Retype, exactly as they appear below, the lines between the line holding "repository 73df9fe70df6470f" and the line holding "pub enum MotionRequest", both ends included.
*** Opening of PROVIDED RECORDS ***
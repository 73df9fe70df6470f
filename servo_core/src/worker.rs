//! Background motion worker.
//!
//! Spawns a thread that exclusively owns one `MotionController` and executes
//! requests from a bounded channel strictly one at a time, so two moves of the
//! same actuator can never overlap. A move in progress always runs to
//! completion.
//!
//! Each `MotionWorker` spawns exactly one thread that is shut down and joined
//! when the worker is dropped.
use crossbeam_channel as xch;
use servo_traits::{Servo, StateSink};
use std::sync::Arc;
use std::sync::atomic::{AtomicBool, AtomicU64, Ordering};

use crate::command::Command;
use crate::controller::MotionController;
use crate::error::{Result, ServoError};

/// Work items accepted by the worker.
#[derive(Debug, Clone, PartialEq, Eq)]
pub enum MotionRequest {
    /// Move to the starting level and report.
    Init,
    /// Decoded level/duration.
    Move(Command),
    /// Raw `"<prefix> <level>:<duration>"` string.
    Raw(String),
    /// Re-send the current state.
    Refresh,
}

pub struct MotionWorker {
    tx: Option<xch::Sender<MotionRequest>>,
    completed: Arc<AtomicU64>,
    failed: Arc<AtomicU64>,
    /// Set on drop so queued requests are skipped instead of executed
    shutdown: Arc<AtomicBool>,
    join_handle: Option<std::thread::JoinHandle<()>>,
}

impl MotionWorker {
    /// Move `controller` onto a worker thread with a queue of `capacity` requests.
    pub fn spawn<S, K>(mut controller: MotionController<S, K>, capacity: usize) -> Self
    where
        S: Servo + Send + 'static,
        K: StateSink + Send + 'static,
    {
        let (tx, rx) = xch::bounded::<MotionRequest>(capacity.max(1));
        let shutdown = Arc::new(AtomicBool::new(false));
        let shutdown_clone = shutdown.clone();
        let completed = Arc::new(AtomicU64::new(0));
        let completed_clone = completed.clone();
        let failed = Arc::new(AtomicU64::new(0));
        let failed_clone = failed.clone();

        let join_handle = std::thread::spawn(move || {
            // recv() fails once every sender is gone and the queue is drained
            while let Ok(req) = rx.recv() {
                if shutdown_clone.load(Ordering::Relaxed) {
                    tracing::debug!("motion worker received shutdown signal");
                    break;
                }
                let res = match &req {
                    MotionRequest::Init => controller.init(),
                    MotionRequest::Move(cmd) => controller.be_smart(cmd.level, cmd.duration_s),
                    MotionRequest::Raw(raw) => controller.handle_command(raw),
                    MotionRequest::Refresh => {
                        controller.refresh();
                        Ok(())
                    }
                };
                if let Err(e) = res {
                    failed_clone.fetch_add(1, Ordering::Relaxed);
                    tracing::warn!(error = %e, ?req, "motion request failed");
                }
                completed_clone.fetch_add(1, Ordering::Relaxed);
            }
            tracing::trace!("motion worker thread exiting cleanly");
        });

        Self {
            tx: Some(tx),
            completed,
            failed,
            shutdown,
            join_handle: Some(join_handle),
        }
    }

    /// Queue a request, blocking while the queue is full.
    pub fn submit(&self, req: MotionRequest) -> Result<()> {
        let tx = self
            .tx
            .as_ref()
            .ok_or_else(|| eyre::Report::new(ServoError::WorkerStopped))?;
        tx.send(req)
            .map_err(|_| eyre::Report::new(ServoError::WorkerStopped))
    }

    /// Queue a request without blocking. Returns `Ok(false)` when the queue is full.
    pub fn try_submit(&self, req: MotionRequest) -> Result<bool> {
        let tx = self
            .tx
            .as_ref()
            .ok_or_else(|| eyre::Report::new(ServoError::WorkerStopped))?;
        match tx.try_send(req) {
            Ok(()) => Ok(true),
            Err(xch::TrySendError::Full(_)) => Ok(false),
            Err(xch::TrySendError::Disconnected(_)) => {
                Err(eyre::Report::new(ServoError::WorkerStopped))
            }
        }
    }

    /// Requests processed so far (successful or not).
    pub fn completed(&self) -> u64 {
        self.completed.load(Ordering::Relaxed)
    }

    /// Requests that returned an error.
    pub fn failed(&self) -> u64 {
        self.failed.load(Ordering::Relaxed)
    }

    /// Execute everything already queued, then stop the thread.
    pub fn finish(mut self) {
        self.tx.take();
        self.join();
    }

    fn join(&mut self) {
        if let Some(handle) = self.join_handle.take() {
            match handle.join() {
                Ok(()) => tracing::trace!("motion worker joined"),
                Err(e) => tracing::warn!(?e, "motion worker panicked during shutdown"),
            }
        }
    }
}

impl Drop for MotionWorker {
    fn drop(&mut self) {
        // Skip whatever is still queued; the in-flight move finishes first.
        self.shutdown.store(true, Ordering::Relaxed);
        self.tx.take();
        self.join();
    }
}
*** Close of PROVIDED RECORDS ***
*** Opening of PROVIDED RECORDS ***
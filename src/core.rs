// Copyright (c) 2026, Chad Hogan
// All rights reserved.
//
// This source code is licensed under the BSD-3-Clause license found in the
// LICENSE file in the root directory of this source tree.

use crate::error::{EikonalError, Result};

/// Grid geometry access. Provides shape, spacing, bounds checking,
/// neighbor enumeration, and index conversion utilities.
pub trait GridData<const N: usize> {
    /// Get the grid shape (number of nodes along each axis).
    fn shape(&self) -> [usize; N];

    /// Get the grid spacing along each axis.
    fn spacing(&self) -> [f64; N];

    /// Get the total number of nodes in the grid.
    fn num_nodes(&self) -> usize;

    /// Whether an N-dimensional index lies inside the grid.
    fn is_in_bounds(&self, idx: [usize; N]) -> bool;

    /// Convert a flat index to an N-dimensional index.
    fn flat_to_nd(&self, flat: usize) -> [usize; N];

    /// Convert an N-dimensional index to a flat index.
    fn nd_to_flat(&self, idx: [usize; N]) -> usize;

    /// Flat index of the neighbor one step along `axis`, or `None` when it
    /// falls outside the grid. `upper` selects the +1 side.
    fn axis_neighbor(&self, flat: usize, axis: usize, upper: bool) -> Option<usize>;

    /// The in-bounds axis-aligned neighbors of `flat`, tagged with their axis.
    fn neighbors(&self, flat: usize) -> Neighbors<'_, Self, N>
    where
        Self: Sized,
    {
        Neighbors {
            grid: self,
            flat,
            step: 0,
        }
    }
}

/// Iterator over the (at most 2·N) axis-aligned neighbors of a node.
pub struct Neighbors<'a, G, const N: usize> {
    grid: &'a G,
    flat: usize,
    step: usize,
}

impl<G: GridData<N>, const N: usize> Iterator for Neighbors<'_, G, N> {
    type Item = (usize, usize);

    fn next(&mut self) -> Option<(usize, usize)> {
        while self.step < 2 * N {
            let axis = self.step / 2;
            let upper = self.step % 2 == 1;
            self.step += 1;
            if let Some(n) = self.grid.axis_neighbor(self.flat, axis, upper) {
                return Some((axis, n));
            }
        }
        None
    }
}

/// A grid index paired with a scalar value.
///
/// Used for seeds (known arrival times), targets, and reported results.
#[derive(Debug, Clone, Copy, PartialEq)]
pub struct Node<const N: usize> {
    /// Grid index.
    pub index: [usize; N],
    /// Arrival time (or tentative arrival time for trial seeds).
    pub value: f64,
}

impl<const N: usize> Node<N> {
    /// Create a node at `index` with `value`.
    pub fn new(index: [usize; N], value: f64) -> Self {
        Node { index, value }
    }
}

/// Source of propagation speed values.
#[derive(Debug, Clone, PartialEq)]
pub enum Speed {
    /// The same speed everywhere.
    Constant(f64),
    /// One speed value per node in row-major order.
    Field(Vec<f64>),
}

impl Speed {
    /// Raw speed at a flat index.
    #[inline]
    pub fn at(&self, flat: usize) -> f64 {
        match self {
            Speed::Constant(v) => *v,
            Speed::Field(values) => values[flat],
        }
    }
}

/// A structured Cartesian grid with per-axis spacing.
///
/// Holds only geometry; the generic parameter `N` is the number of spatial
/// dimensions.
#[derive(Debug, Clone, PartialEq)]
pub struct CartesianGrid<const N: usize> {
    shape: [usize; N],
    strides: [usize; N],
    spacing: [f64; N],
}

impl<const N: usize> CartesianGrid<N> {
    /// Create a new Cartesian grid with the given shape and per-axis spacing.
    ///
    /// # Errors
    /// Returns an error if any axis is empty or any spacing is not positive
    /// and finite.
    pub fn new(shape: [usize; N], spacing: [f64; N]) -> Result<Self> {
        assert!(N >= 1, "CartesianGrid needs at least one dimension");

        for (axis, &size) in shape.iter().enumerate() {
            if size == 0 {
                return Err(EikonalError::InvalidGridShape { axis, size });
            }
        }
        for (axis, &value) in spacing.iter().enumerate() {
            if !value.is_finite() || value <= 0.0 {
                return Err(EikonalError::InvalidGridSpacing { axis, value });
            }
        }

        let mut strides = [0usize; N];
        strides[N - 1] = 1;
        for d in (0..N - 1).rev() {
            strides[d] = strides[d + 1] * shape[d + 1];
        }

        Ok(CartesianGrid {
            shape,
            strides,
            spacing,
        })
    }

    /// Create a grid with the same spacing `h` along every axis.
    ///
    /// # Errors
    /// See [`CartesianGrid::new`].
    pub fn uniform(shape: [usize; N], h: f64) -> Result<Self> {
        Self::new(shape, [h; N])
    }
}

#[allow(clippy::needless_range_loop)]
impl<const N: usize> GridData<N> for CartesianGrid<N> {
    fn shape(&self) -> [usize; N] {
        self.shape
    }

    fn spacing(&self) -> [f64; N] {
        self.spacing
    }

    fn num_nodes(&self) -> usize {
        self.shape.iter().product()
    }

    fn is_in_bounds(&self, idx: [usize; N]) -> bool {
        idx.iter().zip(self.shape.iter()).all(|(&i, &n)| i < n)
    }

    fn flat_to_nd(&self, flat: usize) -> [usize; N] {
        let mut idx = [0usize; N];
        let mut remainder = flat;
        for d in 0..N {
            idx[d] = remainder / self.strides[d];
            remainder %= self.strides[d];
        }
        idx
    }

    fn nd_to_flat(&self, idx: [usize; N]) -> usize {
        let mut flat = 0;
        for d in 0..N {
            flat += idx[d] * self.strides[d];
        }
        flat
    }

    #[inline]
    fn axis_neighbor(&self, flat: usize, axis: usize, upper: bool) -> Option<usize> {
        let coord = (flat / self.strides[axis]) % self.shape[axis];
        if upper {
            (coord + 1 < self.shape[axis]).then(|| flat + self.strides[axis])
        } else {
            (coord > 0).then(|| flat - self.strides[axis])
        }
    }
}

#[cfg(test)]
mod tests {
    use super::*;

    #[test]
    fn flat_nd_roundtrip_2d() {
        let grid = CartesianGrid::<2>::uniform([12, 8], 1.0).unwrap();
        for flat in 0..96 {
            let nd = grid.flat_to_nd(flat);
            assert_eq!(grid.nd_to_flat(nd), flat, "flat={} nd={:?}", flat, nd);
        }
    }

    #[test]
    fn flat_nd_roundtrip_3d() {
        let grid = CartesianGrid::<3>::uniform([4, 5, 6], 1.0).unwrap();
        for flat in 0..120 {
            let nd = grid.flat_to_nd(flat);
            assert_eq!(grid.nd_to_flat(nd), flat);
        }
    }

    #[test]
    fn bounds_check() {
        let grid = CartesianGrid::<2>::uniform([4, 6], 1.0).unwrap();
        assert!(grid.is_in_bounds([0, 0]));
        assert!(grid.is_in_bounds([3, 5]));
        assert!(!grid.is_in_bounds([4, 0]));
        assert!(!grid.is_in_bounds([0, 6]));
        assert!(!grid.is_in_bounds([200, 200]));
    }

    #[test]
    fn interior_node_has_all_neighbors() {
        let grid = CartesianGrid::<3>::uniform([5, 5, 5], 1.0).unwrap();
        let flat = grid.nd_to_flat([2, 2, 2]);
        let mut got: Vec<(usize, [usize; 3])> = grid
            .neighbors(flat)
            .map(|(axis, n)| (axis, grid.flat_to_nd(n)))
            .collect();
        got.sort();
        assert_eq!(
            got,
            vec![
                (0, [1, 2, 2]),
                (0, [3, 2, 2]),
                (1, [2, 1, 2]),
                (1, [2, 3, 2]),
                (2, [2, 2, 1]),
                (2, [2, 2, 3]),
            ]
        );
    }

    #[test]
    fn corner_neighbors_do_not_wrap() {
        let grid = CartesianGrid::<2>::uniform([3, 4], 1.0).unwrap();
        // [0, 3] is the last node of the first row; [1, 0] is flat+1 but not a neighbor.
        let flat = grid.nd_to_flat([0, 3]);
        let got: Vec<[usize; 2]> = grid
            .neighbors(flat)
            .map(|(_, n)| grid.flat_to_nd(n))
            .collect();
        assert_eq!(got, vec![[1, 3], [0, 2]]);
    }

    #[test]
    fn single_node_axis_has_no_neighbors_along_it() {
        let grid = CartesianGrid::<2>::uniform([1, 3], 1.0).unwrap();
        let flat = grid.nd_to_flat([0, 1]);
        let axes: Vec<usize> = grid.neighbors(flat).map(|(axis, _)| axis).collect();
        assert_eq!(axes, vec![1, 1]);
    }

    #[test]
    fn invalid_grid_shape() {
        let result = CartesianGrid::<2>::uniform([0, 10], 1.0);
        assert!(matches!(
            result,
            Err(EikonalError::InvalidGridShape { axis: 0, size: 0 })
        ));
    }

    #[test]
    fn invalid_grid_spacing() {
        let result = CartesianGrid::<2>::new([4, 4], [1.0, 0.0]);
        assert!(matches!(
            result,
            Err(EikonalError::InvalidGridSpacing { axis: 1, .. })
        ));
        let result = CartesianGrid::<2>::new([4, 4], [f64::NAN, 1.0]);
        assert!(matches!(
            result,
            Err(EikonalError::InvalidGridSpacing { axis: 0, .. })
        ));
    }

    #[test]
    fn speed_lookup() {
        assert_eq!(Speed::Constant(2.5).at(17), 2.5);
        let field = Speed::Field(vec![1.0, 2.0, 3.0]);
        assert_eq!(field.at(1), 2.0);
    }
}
*** Close of PROVIDED RECORDS ***
WRITTEN REPLY →
repository 73df9fe70df6470f
filename servo_core/src/worker.rs
//! Background motion worker.
//!
//! Spawns a thread that exclusively owns one `MotionController` and executes
//! requests from a bounded channel strictly one at a time, so two moves of the
//! same actuator can never overlap. A move in progress always runs to
//! completion.
//!
//! Each `MotionWorker` spawns exactly one thread that is shut down and joined
//! when the worker is dropped.
use crossbeam_channel as xch;
use servo_traits::{Servo, StateSink};
use std::sync::Arc;
use std::sync::atomic::{AtomicBool, AtomicU64, Ordering};

use crate::command::Command;
use crate::controller::MotionController;
use crate::error::{Result, ServoError};

/// Work items accepted by the worker.
#[derive(Debug, Clone, PartialEq, Eq)]
pub enum MotionRequest {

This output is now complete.